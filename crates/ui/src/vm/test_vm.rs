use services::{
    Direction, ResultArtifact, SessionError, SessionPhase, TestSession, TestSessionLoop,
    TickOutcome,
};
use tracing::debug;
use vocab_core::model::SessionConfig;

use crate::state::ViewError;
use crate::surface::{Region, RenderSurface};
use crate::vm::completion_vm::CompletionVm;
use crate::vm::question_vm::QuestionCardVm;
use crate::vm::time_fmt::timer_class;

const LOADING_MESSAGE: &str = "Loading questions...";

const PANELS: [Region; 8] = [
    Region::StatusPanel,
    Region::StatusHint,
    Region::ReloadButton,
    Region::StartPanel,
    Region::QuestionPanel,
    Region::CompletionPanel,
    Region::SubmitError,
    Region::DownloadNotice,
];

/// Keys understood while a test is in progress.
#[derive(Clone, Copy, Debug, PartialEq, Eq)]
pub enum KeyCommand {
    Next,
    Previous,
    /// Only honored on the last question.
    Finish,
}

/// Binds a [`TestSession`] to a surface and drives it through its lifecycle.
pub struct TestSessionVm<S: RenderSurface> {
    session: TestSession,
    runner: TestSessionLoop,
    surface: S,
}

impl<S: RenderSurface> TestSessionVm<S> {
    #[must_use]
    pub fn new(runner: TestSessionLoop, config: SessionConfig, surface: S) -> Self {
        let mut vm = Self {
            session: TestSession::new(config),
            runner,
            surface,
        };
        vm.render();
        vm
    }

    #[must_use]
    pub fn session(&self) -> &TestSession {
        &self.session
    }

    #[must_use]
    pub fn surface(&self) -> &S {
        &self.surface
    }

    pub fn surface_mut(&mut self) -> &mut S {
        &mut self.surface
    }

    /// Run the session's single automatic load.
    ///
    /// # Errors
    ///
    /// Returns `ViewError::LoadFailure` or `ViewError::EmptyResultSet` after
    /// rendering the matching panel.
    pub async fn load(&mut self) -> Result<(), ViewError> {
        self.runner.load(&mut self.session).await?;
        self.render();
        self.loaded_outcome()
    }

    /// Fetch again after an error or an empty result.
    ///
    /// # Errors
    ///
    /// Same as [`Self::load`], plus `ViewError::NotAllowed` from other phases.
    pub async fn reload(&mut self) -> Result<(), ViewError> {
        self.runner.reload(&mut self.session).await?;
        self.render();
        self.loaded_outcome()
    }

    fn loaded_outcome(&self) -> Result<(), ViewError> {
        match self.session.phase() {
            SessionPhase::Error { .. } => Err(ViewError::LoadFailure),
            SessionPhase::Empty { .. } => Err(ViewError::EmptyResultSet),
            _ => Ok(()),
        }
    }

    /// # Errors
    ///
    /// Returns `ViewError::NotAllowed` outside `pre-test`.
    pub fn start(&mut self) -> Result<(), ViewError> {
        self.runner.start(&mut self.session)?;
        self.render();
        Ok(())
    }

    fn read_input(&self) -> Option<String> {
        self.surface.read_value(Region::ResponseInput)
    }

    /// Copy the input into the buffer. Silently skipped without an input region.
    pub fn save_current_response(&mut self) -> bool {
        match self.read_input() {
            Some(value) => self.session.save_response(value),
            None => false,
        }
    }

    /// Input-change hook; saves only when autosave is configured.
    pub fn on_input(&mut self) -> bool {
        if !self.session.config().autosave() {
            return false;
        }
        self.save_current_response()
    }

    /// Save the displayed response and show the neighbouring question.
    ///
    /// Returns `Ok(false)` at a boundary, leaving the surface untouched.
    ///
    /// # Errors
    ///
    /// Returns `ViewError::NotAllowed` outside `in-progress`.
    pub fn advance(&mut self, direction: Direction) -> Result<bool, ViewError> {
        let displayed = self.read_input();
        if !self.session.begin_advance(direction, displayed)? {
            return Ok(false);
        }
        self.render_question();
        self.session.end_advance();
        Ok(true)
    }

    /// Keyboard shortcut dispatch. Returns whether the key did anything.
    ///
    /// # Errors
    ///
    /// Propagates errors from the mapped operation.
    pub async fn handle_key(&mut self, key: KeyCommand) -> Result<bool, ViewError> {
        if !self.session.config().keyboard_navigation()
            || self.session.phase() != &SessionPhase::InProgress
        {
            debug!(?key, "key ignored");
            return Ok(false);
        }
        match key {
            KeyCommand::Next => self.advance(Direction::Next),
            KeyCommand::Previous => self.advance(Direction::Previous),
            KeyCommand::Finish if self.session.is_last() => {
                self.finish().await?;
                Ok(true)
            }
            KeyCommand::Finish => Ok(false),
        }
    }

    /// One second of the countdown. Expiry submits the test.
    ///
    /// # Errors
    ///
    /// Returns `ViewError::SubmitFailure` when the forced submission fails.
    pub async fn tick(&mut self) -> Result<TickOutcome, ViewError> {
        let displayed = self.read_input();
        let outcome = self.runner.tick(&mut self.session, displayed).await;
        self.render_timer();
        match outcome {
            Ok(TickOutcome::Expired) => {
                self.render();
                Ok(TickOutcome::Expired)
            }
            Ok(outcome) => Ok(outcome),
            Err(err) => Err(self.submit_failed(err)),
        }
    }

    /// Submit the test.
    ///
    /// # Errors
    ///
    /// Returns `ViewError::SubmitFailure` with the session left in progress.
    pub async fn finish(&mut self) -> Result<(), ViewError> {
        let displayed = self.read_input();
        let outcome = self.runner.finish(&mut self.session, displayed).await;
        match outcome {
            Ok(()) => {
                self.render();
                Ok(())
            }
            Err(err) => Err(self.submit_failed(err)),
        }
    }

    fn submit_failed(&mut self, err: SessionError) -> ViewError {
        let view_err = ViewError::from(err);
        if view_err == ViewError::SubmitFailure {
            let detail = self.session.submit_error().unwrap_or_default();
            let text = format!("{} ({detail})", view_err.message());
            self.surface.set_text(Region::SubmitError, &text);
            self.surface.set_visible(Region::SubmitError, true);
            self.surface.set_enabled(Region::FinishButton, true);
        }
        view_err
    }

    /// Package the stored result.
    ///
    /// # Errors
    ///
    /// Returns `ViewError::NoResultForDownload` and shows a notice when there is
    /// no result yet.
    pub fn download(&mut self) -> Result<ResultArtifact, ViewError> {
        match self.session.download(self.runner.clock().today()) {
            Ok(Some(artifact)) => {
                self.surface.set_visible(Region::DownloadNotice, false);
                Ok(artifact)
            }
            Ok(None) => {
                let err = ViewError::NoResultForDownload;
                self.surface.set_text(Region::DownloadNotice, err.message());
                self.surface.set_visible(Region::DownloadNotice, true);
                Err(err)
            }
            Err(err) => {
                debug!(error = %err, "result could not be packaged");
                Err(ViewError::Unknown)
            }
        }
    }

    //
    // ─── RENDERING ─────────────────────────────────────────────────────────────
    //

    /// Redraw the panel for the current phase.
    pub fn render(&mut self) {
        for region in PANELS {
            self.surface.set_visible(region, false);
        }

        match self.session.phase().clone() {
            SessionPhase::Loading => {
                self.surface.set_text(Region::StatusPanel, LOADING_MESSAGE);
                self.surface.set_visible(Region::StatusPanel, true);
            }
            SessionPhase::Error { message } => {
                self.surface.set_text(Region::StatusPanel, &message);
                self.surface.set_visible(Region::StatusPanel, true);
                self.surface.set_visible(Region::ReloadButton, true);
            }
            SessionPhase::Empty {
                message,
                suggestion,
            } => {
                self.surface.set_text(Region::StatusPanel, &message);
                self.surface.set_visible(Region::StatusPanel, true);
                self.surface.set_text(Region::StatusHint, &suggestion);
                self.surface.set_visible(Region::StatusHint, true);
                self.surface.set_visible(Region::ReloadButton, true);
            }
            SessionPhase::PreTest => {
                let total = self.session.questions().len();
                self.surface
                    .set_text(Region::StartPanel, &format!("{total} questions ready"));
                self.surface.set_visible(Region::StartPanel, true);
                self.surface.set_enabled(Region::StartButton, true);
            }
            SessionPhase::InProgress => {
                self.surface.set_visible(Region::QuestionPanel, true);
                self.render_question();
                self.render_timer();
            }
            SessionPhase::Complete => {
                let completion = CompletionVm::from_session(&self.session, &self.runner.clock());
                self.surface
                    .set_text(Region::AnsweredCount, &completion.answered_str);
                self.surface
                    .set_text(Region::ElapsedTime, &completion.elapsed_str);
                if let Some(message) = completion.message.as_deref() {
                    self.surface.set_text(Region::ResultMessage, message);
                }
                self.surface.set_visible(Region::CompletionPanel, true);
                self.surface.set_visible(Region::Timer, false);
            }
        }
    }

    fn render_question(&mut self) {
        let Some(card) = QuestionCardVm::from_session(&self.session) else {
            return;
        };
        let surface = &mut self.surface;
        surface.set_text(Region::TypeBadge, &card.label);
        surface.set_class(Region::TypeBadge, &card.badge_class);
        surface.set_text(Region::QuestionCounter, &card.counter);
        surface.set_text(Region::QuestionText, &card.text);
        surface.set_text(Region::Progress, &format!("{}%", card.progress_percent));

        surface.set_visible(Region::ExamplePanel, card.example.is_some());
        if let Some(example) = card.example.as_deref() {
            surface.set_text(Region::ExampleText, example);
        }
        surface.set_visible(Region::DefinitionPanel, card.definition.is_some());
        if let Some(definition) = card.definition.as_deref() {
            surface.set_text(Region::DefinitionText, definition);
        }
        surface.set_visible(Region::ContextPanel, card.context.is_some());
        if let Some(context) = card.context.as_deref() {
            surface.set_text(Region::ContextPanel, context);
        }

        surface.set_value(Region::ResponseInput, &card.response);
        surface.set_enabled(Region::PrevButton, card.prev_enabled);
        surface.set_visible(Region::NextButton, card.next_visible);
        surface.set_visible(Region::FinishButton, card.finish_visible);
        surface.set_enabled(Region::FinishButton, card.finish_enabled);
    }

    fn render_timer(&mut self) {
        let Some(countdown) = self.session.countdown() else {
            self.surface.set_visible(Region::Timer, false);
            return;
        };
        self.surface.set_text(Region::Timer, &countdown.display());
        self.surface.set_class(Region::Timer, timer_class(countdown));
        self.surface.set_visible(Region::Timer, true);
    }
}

= WORK ITEM =
Across the records, count each line that holds the string "SubmitFailure". Respond with the number only.

= EXPECTED OUTPUT =
3